__Activity__. Could you restate word for word every line of the records below, from the first one to the one holding "pub const SFB_LONG_BANDS: [[usize;"?

__Data for this task__.

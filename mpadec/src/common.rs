// Symphonia
// Copyright (c) 2019-2022 The Project Symphonia Developers.
//
// This Source Code Form is subject to the terms of the Mozilla Public
// License, v. 2.0. If a copy of the MPL was not distributed with this
// file, You can obtain one at https://mozilla.org/MPL/2.0/.

use mpadec_core::checksum::Crc16Ansi;
use mpadec_core::errors::{decode_error, Result};
use mpadec_core::io::{BufReader, Monitor};

use bitflags::bitflags;
use log::warn;

/// The number of audio samples per granule.
pub const SAMPLES_PER_GRANULE: usize = 576;

/// The maximum number of audio samples per channel in a frame.
pub const MAX_SAMPLES_PER_FRAME: usize = 1152;

/// The number of sub-bands of the polyphase filterbank.
pub const SB_LIMIT: usize = 32;

/// Starting indicies of each scale factor band at various sampling rates for long blocks.
pub const SFB_LONG_BANDS: [[usize; 23]; 9] = [
    // 44.1 kHz, MPEG version 1, derived from ISO/IEC 11172-3 Table B.8
    [
        0, 4, 8, 12, 16, 20, 24, 30, 36, 44, 52, 62, 74, 90, 110, 134, 162, 196, 238, 288, 342,
        418, 576,
    ],
    // 48 kHz
    [
        0, 4, 8, 12, 16, 20, 24, 30, 36, 42, 50, 60, 72, 88, 106, 128, 156, 190, 230, 276, 330,
        384, 576,
    ],
    // 32 kHz
    [
        0, 4, 8, 12, 16, 20, 24, 30, 36, 44, 54, 66, 82, 102, 126, 156, 194, 240, 296, 364, 448,
        550, 576,
    ],
    // 22.050 kHz, MPEG version 2, derived from ISO/IEC 13818-3 Table B.2
    [
        0, 6, 12, 18, 24, 30, 36, 44, 54, 66, 80, 96, 116, 140, 168, 200, 238, 284, 336, 396, 464,
        522, 576,
    ],
    // 24 kHz (the band starting at 332 starts at 330 in some decoders, but 332 is correct)
    [
        0, 6, 12, 18, 24, 30, 36, 44, 54, 66, 80, 96, 114, 136, 162, 194, 232, 278, 332, 394, 464,
        540, 576,
    ],
    // 16 kHz
    [
        0, 6, 12, 18, 24, 30, 36, 44, 54, 66, 80, 96, 116, 140, 168, 200, 238, 284, 336, 396, 464,
        522, 576,
    ],
    // 11.025 kHz, MPEG version 2.5
    [
        0, 6, 12, 18, 24, 30, 36, 44, 54, 66, 80, 96, 116, 140, 168, 200, 238, 284, 336, 396, 464,
        522, 576,
    ],
    // 12 kHz
    [
        0, 6, 12, 18, 24, 30, 36, 44, 54, 66, 80, 96, 116, 140, 168, 200, 238, 284, 336, 396, 464,
        522, 576,
    ],
    // 8 kHz
    [
        0, 12, 24, 36, 48, 60, 72, 88, 108, 132, 160, 192, 232, 280, 336, 400, 476, 566, 568, 570,
        572, 574, 576,
    ],
];

/// Starting indicies of each scale factor band at various sampling rates for short blocks. Each
/// value must be multiplied by 3 since there are three equal length windows per short scale factor
/// band.
pub const SFB_SHORT_BANDS: [[usize; 40]; 9] = [
    // 44.1 kHz, MPEG version 1, derived from ISO/IEC 11172-3 Table B.8
    [
        0, 4, 8, 12, 16, 20, 24, 28, 32, 36, 40, 44, 48, 54, 60, 66, 74, 82, 90, 100, 110, 120,
        132, 144, 156, 170, 184, 198, 216, 234, 252, 274, 296, 318, 348, 378, 408, 464, 520, 576,
    ],
    // 48 kHz
    [
        0, 4, 8, 12, 16, 20, 24, 28, 32, 36, 40, 44, 48, 54, 60, 66, 72, 78, 84, 94, 104, 114, 126,
        138, 150, 164, 178, 192, 208, 224, 240, 260, 280, 300, 326, 352, 378, 444, 510, 576,
    ],
    // 32 kHz
    [
        0, 4, 8, 12, 16, 20, 24, 28, 32, 36, 40, 44, 48, 54, 60, 66, 74, 82, 90, 102, 114, 126,
        142, 158, 174, 194, 214, 234, 260, 286, 312, 346, 380, 414, 456, 498, 540, 552, 564, 576,
    ],
    // 22.050 kHz, MPEG version 2, derived from ISO/IEC 13818-3 Table B.2
    [
        0, 4, 8, 12, 16, 20, 24, 28, 32, 36, 42, 48, 54, 60, 66, 72, 80, 88, 96, 106, 116, 126,
        140, 154, 168, 186, 204, 222, 248, 274, 300, 332, 364, 396, 438, 480, 522, 540, 558, 576,
    ],
    // 24 kHz
    [
        0, 4, 8, 12, 16, 20, 24, 28, 32, 36, 42, 48, 54, 62, 70, 78, 88, 98, 108, 120, 132, 144,
        158, 172, 186, 204, 222, 240, 264, 288, 312, 344, 376, 408, 452, 496, 540, 552, 564, 576,
    ],
    // 16 kHz
    [
        0, 4, 8, 12, 16, 20, 24, 28, 32, 36, 42, 48, 54, 62, 70, 78, 88, 98, 108, 120, 132, 144,
        158, 172, 186, 204, 222, 240, 264, 288, 312, 342, 372, 402, 442, 482, 522, 540, 558, 576,
    ],
    // 11.025 kHz, MPEG version 2.5
    [
        0, 4, 8, 12, 16, 20, 24, 28, 32, 36, 42, 48, 54, 62, 70, 78, 88, 98, 108, 120, 132, 144,
        158, 172, 186, 204, 222, 240, 264, 288, 312, 342, 372, 402, 442, 482, 522, 540, 558, 576,
    ],
    // 12 kHz
    [
        0, 4, 8, 12, 16, 20, 24, 28, 32, 36, 42, 48, 54, 62, 70, 78, 88, 98, 108, 120, 132, 144,
        158, 172, 186, 204, 222, 240, 264, 288, 312, 342, 372, 402, 442, 482, 522, 540, 558, 576,
    ],
    // 8 kHz
    [
        0, 8, 16, 24, 32, 40, 48, 56, 64, 72, 84, 96, 108, 124, 140, 156, 176, 196, 216, 240, 264,
        288, 316, 344, 372, 408, 444, 480, 482, 484, 486, 488, 490, 492, 494, 496, 498, 524, 550,
        576,
    ],
];

pub const SFB_MIXED_BANDS: [&[usize]; 9] = [
    // 44.1 kHz, MPEG version 1, derived from ISO/IEC 11172-3 Table B.8
    &[
        0, 4, 8, 12, 16, 20, 24, 30, // Split-point
        36, 40, 44, 48, 54, 60, 66, 74, 82, 90, 100, 110, 120, 132, 144, 156, 170, 184, 198, 216,
        234, 252, 274, 296, 318, 348, 378, 408, 464, 520, 576,
    ],
    // 48 kHz
    &[
        0, 4, 8, 12, 16, 20, 24, 30, // Split-point
        36, 40, 44, 48, 54, 60, 66, 72, 78, 84, 94, 104, 114, 126, 138, 150, 164, 178, 192, 208,
        224, 240, 260, 280, 300, 326, 352, 378, 444, 510, 576,
    ],
    // 32 kHz
    &[
        0, 4, 8, 12, 16, 20, 24, 30, // Split-point
        36, 40, 44, 48, 54, 60, 66, 74, 82, 90, 102, 114, 126, 142, 158, 174, 194, 214, 234, 260,
        286, 312, 346, 380, 414, 456, 498, 540, 552, 564, 576,
    ],
    // 22.050 kHz, MPEG version 2, derived from ISO/IEC 13818-3 Table B.2
    &[
        0, 6, 12, 18, 24, 30, // Split-point
        36, 42, 48, 54, 60, 66, 72, 80, 88, 96, 106, 116, 126, 140, 154, 168, 186, 204, 222, 248,
        274, 300, 332, 364, 396, 438, 480, 522, 540, 558, 576,
    ],
    // 24 kHz
    &[
        0, 6, 12, 18, 24, 30, // Split-point
        36, 42, 48, 54, 62, 70, 78, 88, 98, 108, 120, 132, 144, 158, 172, 186, 204, 222, 240, 264,
        288, 312, 344, 376, 408, 452, 496, 540, 552, 564, 576,
    ],
    // 16 kHz
    &[
        0, 6, 12, 18, 24, 30, // Split-point
        36, 42, 48, 54, 62, 70, 78, 88, 98, 108, 120, 132, 144, 158, 172, 186, 204, 222, 240, 264,
        288, 312, 342, 372, 402, 442, 482, 522, 540, 558, 576,
    ],
    // 11.025 kHz, MPEG version 2.5
    &[
        0, 6, 12, 18, 24, 30, // Split-point
        36, 42, 48, 54, 62, 70, 78, 88, 98, 108, 120, 132, 144, 158, 172, 186, 204, 222, 240, 264,
        288, 312, 342, 372, 402, 442, 482, 522, 540, 558, 576,
    ],
    // 12 kHz
    &[
        0, 6, 12, 18, 24, 30, // Split-point
        36, 42, 48, 54, 62, 70, 78, 88, 98, 108, 120, 132, 144, 158, 172, 186, 204, 222, 240, 264,
        288, 312, 342, 372, 402, 442, 482, 522, 540, 558, 576,
    ],
    // 8 kHz
    //
    // Note: The mixed bands for 8kHz do not follow the same pattern as the other sample rates.
    // There does not appear to be a consensus among other MP3 implementations either, so this is
    // at best an educated guess.
    &[
        0, 12, 24, 36, 40, 44, 48, 56, 64, 72, 84, 96, 108, 124, 140, 156, 176, 196, 216, 240, 264,
        288, 316, 344, 372, 408, 444, 480, 482, 484, 486, 488, 490, 492, 494, 496, 498, 524, 550,
        576,
    ],
];

/// The index of the first window in the first short band of a mixed block. All bands preceeding
/// the switch point are long bands.
pub const SFB_MIXED_SWITCH_POINT: [usize; 9] = [8, 8, 8, 6, 6, 6, 6, 6, 3];

/// The MPEG audio version.
#[derive(Copy, Clone, Debug, PartialEq, Eq)]
pub enum MpegVersion {
    /// Version 2.5
    Mpeg2p5,
    /// Version 2
    Mpeg2,
    /// Version 1
    Mpeg1,
}

/// The MPEG audio layer.
#[derive(Copy, Clone, Debug, PartialEq, Eq)]
pub enum MpegLayer {
    /// Layer 1
    Layer1,
    /// Layer 2
    Layer2,
    /// Layer 3
    Layer3,
}

/// For Joint Stereo channel mode, the mode extension describes the features and parameters of the
/// stereo encoding.
#[derive(Copy, Clone, Debug, PartialEq, Eq)]
pub enum Mode {
    /// Joint Stereo in layer 3 may use both Mid-Side and Intensity encoding.
    Layer3 { mid_side: bool, intensity: bool },
    /// Joint Stereo in layers 1 and 2 may only use Intensity encoding on a set of bands. The range
    /// of bands using intensity encoding is bound..32.
    Intensity { bound: u32 },
}

/// The channel mode.
#[derive(Copy, Clone, Debug, PartialEq, Eq)]
pub enum ChannelMode {
    /// Single mono audio channel.
    Mono,
    /// Dual mono audio channels.
    DualMono,
    /// Stereo channels.
    Stereo,
    /// Joint Stereo encoded channels (decodes to Stereo).
    JointStereo(Mode),
}

impl ChannelMode {
    /// Gets the number of channels.
    #[inline(always)]
    pub fn count(&self) -> usize {
        match self {
            ChannelMode::Mono => 1,
            _ => 2,
        }
    }
}

/// The emphasis applied during encoding.
#[derive(Copy, Clone, Debug, PartialEq, Eq)]
pub enum Emphasis {
    /// No emphasis
    None,
    /// 50/15us
    Fifty15,
    /// CCIT J.17
    CcitJ17,
}

bitflags! {
    /// Single bit flags of the frame header.
    #[derive(Default)]
    pub struct HeaderFlags: u8 {
        /// A 16-bit CRC follows the header word.
        const CRC         = 1 << 0;
        /// The frame contains one additional slot.
        const PADDING     = 1 << 1;
        /// The private bit is set.
        const PRIVATE     = 1 << 2;
        /// The audio is copyrighted.
        const COPYRIGHTED = 1 << 3;
        /// The bitstream is an original.
        const ORIGINAL    = 1 << 4;
    }
}

/// A MPEG 1, 2, or 2.5 audio frame header.
#[derive(Copy, Clone, Debug, PartialEq, Eq)]
pub struct FrameHeader {
    /// The raw header word.
    pub word: u32,
    pub version: MpegVersion,
    pub layer: MpegLayer,
    /// The bit-rate index. Index 0 is a free format frame.
    pub bitrate_idx: u32,
    /// The bit-rate in bits per second, or 0 for a free format frame.
    pub bitrate: u32,
    pub sample_rate: u32,
    pub sample_rate_idx: usize,
    pub channel_mode: ChannelMode,
    /// The 2-bit channel mode extension.
    pub mode_extension: u32,
    pub emphasis: Emphasis,
    pub flags: HeaderFlags,
    /// The total length of the frame in bytes including the header, if it can be calculated from
    /// the header alone. Free format frames have no calculable length.
    pub frame_size: Option<usize>,
}

impl FrameHeader {
    /// Returns true if this a MPEG1 frame, false otherwise.
    #[inline(always)]
    pub fn is_mpeg1(&self) -> bool {
        self.version == MpegVersion::Mpeg1
    }

    /// Returns true if this a MPEG2.5 frame, false otherwise.
    #[inline(always)]
    pub fn is_mpeg2p5(&self) -> bool {
        self.version == MpegVersion::Mpeg2p5
    }

    /// Returns true if this is a free format frame.
    #[inline(always)]
    pub fn is_free_format(&self) -> bool {
        self.bitrate_idx == 0
    }

    /// Returns true if a CRC follows the header word.
    #[inline(always)]
    pub fn has_crc(&self) -> bool {
        self.flags.contains(HeaderFlags::CRC)
    }

    /// Returns true if the frame is padded by one slot.
    #[inline(always)]
    pub fn has_padding(&self) -> bool {
        self.flags.contains(HeaderFlags::PADDING)
    }

    /// Returns the number of granules in the frame.
    #[inline(always)]
    pub fn n_granules(&self) -> usize {
        match self.version {
            MpegVersion::Mpeg1 => 2,
            _ => 1,
        }
    }

    /// Returns the number of channels per granule.
    #[inline(always)]
    pub fn n_channels(&self) -> usize {
        self.channel_mode.count()
    }

    /// Returns true if Intensity Stereo encoding is used, false otherwise.
    #[inline(always)]
    pub fn is_intensity_stereo(&self) -> bool {
        match self.channel_mode {
            ChannelMode::JointStereo(Mode::Intensity { .. }) => true,
            ChannelMode::JointStereo(Mode::Layer3 { intensity, .. }) => intensity,
            _ => false,
        }
    }

    /// Get the layer 3 side information length.
    #[inline(always)]
    pub fn side_info_len(&self) -> usize {
        match (self.version, self.channel_mode) {
            (MpegVersion::Mpeg1, ChannelMode::Mono) => 17,
            (MpegVersion::Mpeg1, _) => 32,
            (_, ChannelMode::Mono) => 9,
            (_, _) => 17,
        }
    }

    /// Returns the number of audio samples per channel the frame decodes to.
    #[inline(always)]
    pub fn samples_per_frame(&self) -> usize {
        match self.layer {
            MpegLayer::Layer1 => 384,
            MpegLayer::Layer2 => 1152,
            MpegLayer::Layer3 => SAMPLES_PER_GRANULE * self.n_granules(),
        }
    }

    /// Returns true if `other` describes a frame of the same stream. Frames of one stream share
    /// the version, layer, sample rate, and channel count.
    pub fn is_compatible(&self, other: &FrameHeader) -> bool {
        self.version == other.version
            && self.layer == other.layer
            && self.sample_rate == other.sample_rate
            && self.n_channels() == other.n_channels()
    }
}

#[derive(Copy, Clone, Debug, PartialEq, Eq)]
pub enum BlockType {
    // Default case when window switching is off. Also the normal case when window switching is
    // on. Granule contains one long block.
    Long,
    Start,
    Short { is_mixed: bool },
    End,
}

/// Per-frame parameters passed to a layer decoder.
pub struct DecodeParams<'a> {
    /// Fail the frame if its CRC does not match.
    pub verify: bool,
    /// Per sub-band equalizer gains.
    pub eq: Option<&'a [f32; 32]>,
}

/// A `Layer` decodes the audio data of a frame into planar PCM.
pub trait Layer {
    /// Decodes one frame. The reader is positioned after the header word. Returns the number of
    /// samples written to each channel of `out`.
    fn decode(
        &mut self,
        reader: &mut BufReader<'_>,
        header: &FrameHeader,
        params: &DecodeParams<'_>,
        out: &mut [[f32; MAX_SAMPLES_PER_FRAME]; 2],
    ) -> Result<usize>;

    /// Clears all inter-frame state.
    fn reset(&mut self);
}

/// Checks the CRC of a protected frame. The checksum covers the last two bytes of the header word
/// followed by the first `n_bits` bits of `buf`.
pub fn check_crc(
    header: &FrameHeader,
    expected: u16,
    buf: &[u8],
    n_bits: usize,
    verify: bool,
) -> Result<()> {
    let mut crc = Crc16Ansi::new(0xffff);

    crc.process_double_bytes((header.word as u16).to_be_bytes());
    crc.process_buf_bits(buf, n_bits);

    if crc.crc() != expected {
        if verify {
            return decode_error("mpa: crc mismatch");
        }
        warn!("mpa: crc mismatch, expected {:#06x}, computed {:#06x}", expected, crc.crc());
    }

    Ok(())
}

__Response to this task__.
filename mpadec/src/common.rs
// Symphonia
// Copyright (c) 2019-2022 The Project Symphonia Developers.
//
// This Source Code Form is subject to the terms of the Mozilla Public
// License, v. 2.0. If a copy of the MPL was not distributed with this
// file, You can obtain one at https://mozilla.org/MPL/2.0/.

use mpadec_core::checksum::Crc16Ansi;
use mpadec_core::errors::{decode_error, Result};
use mpadec_core::io::{BufReader, Monitor};

use bitflags::bitflags;
use log::warn;

/// The number of audio samples per granule.
pub const SAMPLES_PER_GRANULE: usize = 576;

/// The maximum number of audio samples per channel in a frame.
pub const MAX_SAMPLES_PER_FRAME: usize = 1152;

/// The number of sub-bands of the polyphase filterbank.
pub const SB_LIMIT: usize = 32;

/// Starting indicies of each scale factor band at various sampling rates for long blocks.
pub const SFB_LONG_BANDS: [[usize; 23]; 9] = [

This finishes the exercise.